= Instructions to follow =
The reply should consist of the full listing, written out exactly.

[[ Record extracts, beginning ]]

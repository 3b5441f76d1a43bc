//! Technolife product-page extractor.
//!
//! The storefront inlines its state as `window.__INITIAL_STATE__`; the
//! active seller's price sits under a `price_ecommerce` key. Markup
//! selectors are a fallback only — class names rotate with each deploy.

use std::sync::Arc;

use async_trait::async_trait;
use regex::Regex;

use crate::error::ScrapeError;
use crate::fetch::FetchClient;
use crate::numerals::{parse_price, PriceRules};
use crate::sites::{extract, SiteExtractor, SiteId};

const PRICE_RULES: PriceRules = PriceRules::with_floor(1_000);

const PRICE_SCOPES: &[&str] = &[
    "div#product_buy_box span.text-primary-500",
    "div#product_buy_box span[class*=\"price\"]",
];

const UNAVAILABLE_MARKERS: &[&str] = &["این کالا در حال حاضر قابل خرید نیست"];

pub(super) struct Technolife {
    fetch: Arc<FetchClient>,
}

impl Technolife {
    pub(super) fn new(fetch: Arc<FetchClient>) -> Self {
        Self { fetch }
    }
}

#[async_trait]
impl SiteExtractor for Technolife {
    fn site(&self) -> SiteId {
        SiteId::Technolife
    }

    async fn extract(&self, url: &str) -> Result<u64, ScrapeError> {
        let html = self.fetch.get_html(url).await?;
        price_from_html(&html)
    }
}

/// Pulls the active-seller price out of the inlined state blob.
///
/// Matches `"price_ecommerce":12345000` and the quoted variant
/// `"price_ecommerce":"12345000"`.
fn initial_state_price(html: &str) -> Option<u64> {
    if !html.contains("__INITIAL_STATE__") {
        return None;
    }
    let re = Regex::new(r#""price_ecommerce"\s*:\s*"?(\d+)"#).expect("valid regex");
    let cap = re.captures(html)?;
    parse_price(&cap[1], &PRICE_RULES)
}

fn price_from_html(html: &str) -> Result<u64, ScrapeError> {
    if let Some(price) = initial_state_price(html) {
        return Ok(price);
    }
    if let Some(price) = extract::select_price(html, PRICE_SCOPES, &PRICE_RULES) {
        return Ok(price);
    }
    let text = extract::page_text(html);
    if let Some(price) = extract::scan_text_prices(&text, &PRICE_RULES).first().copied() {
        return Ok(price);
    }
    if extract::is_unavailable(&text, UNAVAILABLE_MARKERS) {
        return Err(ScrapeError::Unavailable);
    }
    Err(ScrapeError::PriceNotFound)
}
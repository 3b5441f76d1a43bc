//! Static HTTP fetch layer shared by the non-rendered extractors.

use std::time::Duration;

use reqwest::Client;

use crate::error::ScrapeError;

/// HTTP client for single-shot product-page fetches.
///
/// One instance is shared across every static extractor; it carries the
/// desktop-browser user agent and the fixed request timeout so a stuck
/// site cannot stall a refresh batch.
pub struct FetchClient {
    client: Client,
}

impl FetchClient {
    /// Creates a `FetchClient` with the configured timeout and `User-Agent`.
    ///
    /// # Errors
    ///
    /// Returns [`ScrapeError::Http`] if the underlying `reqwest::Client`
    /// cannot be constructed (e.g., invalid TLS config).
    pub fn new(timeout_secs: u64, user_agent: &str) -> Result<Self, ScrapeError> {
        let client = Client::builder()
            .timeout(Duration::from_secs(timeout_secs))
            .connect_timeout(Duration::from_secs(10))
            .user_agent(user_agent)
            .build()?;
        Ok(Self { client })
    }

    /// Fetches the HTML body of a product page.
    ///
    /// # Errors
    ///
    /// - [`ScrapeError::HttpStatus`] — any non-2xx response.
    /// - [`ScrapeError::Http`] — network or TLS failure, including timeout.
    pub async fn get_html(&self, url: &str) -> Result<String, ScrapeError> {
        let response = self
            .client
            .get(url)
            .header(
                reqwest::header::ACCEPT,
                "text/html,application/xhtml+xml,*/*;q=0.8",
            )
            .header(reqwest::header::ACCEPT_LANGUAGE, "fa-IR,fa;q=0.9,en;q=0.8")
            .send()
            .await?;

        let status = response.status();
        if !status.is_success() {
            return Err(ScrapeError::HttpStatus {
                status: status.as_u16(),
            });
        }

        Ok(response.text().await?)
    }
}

[[ Record extracts, end ]]

= Answer to this task =
repository 3b5441f76d1a43bc
//! Technolife product-page extractor.
//!
//! The storefront inlines its state as `window.__INITIAL_STATE__`; the
//! active seller's price sits under a `price_ecommerce` key. Markup
//! selectors are a fallback only — class names rotate with each deploy.

use std::sync::Arc;

use async_trait::async_trait;
use regex::Regex;

use crate::error::ScrapeError;
use crate::fetch::FetchClient;
use crate::numerals::{parse_price, PriceRules};
use crate::sites::{extract, SiteExtractor, SiteId};

const PRICE_RULES: PriceRules = PriceRules::with_floor(1_000);

const PRICE_SCOPES: &[&str] = &[
    "div#product_buy_box span.text-primary-500",
    "div#product_buy_box span[class*=\"price\"]",
];

const UNAVAILABLE_MARKERS: &[&str] = &["این کالا در حال حاضر قابل خرید نیست"];

pub(super) struct Technolife {
    fetch: Arc<FetchClient>,
}

impl Technolife {
    pub(super) fn new(fetch: Arc<FetchClient>) -> Self {
        Self { fetch }
    }
}

#[async_trait]
impl SiteExtractor for Technolife {
    fn site(&self) -> SiteId {
        SiteId::Technolife
    }

    async fn extract(&self, url: &str) -> Result<u64, ScrapeError> {
        let html = self.fetch.get_html(url).await?;
        price_from_html(&html)
    }
}

/// Pulls the active-seller price out of the inlined state blob.
///
/// Matches `"price_ecommerce":12345000` and the quoted variant
/// `"price_ecommerce":"12345000"`.
fn initial_state_price(html: &str) -> Option<u64> {
    if !html.contains("__INITIAL_STATE__") {
        return None;
    }
    let re = Regex::new(r#""price_ecommerce"\s*:\s*"?(\d+)"#).expect("valid regex");
    let cap = re.captures(html)?;
    parse_price(&cap[1], &PRICE_RULES)
}

fn price_from_html(html: &str) -> Result<u64, ScrapeError> {
    if let Some(price) = initial_state_price(html) {
        return Ok(price);
    }
    if let Some(price) = extract::select_price(html, PRICE_SCOPES, &PRICE_RULES) {
        return Ok(price);
    }
    let text = extract::page_text(html);
    if let Some(price) = extract::scan_text_prices(&text, &PRICE_RULES).first().copied() {
        return Ok(price);
    }
    if extract::is_unavailable(&text, UNAVAILABLE_MARKERS) {
        return Err(ScrapeError::Unavailable);
    }
    Err(ScrapeError::PriceNotFound)
}
repository 3b5441f76d1a43bc
//! Static HTTP fetch layer shared by the non-rendered extractors.

use std::time::Duration;

use reqwest::Client;

use crate::error::ScrapeError;

/// HTTP client for single-shot product-page fetches.
///
/// One instance is shared across every static extractor; it carries the
/// desktop-browser user agent and the fixed request timeout so a stuck
/// site cannot stall a refresh batch.
pub struct FetchClient {
    client: Client,
}

impl FetchClient {
    /// Creates a `FetchClient` with the configured timeout and `User-Agent`.
    ///
    /// # Errors
    ///
    /// Returns [`ScrapeError::Http`] if the underlying `reqwest::Client`
    /// cannot be constructed (e.g., invalid TLS config).
    pub fn new(timeout_secs: u64, user_agent: &str) -> Result<Self, ScrapeError> {
        let client = Client::builder()
            .timeout(Duration::from_secs(timeout_secs))
            .connect_timeout(Duration::from_secs(10))
            .user_agent(user_agent)
            .build()?;
        Ok(Self { client })
    }

    /// Fetches the HTML body of a product page.
    ///
    /// # Errors
    ///
    /// - [`ScrapeError::HttpStatus`] — any non-2xx response.
    /// - [`ScrapeError::Http`] — network or TLS failure, including timeout.
    pub async fn get_html(&self, url: &str) -> Result<String, ScrapeError> {
        let response = self
            .client
            .get(url)
            .header(
                reqwest::header::ACCEPT,
                "text/html,application/xhtml+xml,*/*;q=0.8",
            )
            .header(reqwest::header::ACCEPT_LANGUAGE, "fa-IR,fa;q=0.9,en;q=0.8")
            .send()
            .await?;

        let status = response.status();
        if !status.is_success() {
            return Err(ScrapeError::HttpStatus {
                status: status.as_u16(),
            });
        }

        Ok(response.text().await?)
    }
}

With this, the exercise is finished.